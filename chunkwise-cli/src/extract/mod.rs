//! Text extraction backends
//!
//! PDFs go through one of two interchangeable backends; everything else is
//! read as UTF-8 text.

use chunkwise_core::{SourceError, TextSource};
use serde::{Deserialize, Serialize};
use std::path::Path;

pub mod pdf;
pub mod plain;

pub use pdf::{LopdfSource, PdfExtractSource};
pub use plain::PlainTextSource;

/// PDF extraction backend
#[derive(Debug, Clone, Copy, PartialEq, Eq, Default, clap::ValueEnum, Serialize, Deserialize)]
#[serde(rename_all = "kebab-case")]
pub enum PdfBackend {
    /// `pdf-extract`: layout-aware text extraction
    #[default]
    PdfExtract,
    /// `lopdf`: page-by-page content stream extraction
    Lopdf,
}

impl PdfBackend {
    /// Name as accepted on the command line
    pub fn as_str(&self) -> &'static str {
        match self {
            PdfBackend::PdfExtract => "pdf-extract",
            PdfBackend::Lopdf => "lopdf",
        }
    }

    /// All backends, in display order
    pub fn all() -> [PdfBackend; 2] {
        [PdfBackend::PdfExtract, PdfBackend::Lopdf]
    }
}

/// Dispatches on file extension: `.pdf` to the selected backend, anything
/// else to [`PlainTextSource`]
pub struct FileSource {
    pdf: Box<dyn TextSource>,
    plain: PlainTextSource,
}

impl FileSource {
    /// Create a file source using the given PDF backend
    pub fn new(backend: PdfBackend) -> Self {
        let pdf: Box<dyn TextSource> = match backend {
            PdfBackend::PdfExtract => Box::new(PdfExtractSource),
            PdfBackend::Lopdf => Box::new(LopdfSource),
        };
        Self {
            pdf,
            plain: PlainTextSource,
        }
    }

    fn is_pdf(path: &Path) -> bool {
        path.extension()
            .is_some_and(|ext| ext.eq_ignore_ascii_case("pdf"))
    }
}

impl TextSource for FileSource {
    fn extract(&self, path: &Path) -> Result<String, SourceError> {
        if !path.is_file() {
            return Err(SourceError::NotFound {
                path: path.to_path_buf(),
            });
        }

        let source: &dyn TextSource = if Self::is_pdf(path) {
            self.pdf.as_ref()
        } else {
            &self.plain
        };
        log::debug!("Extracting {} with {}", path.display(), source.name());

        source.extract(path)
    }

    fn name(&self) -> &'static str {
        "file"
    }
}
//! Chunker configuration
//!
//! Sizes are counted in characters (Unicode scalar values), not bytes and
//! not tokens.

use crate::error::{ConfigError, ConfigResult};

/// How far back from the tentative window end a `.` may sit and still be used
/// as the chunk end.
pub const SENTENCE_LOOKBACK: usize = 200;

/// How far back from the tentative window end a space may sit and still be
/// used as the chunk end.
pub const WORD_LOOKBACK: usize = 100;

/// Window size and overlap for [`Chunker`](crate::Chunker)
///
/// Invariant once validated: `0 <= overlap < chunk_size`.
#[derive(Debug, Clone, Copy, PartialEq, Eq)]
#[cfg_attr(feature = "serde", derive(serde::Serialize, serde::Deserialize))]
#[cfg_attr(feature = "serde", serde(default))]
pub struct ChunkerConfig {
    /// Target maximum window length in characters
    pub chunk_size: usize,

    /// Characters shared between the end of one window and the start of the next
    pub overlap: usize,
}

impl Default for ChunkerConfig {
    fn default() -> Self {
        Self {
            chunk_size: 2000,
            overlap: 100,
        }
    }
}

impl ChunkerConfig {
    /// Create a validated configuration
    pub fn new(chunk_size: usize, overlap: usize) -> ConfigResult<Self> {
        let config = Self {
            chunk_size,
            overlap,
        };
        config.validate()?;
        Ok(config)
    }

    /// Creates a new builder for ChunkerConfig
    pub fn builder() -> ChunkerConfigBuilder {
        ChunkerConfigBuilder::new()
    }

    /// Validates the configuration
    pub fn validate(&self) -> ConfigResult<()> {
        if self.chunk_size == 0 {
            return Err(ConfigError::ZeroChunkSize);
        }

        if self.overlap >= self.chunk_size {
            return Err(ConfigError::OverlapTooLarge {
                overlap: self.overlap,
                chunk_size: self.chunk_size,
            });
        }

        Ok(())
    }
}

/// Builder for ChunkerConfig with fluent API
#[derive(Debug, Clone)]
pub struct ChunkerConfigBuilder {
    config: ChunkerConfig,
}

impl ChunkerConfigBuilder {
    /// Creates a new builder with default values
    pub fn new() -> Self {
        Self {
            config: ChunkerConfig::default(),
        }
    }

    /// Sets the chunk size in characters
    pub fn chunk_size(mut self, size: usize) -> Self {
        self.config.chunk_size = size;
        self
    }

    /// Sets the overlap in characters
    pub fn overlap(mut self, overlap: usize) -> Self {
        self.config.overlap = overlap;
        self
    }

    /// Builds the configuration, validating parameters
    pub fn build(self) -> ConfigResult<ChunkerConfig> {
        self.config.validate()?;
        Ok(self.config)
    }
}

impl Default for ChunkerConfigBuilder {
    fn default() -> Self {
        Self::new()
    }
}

==============================

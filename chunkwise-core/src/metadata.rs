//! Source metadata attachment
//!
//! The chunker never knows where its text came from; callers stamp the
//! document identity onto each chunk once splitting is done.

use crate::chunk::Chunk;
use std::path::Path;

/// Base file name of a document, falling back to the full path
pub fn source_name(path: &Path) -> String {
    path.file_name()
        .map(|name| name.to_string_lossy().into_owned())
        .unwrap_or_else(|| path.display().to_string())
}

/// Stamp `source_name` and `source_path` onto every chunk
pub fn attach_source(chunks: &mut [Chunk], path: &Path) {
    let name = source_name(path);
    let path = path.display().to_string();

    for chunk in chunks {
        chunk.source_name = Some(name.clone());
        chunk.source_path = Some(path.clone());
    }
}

==============================

• WHAT IS EXPECTED:
I'd like the lines above from the one with "#[derive(Debug, Clone)]" up to and including the one with "configuration, validating parameters" copied exactly, with no other lines.

• EXERCISE ANSWER:
#[derive(Debug, Clone)]
pub struct ChunkerConfigBuilder {
    config: ChunkerConfig,
}

impl ChunkerConfigBuilder {
    /// Creates a new builder with default values
    pub fn new() -> Self {
        Self {
            config: ChunkerConfig::default(),
        }
    }

    /// Sets the chunk size in characters
    pub fn chunk_size(mut self, size: usize) -> Self {
        self.config.chunk_size = size;
        self
    }

    /// Sets the overlap in characters
    pub fn overlap(mut self, overlap: usize) -> Self {
        self.config.overlap = overlap;
        self
    }

    /// Builds the configuration, validating parameters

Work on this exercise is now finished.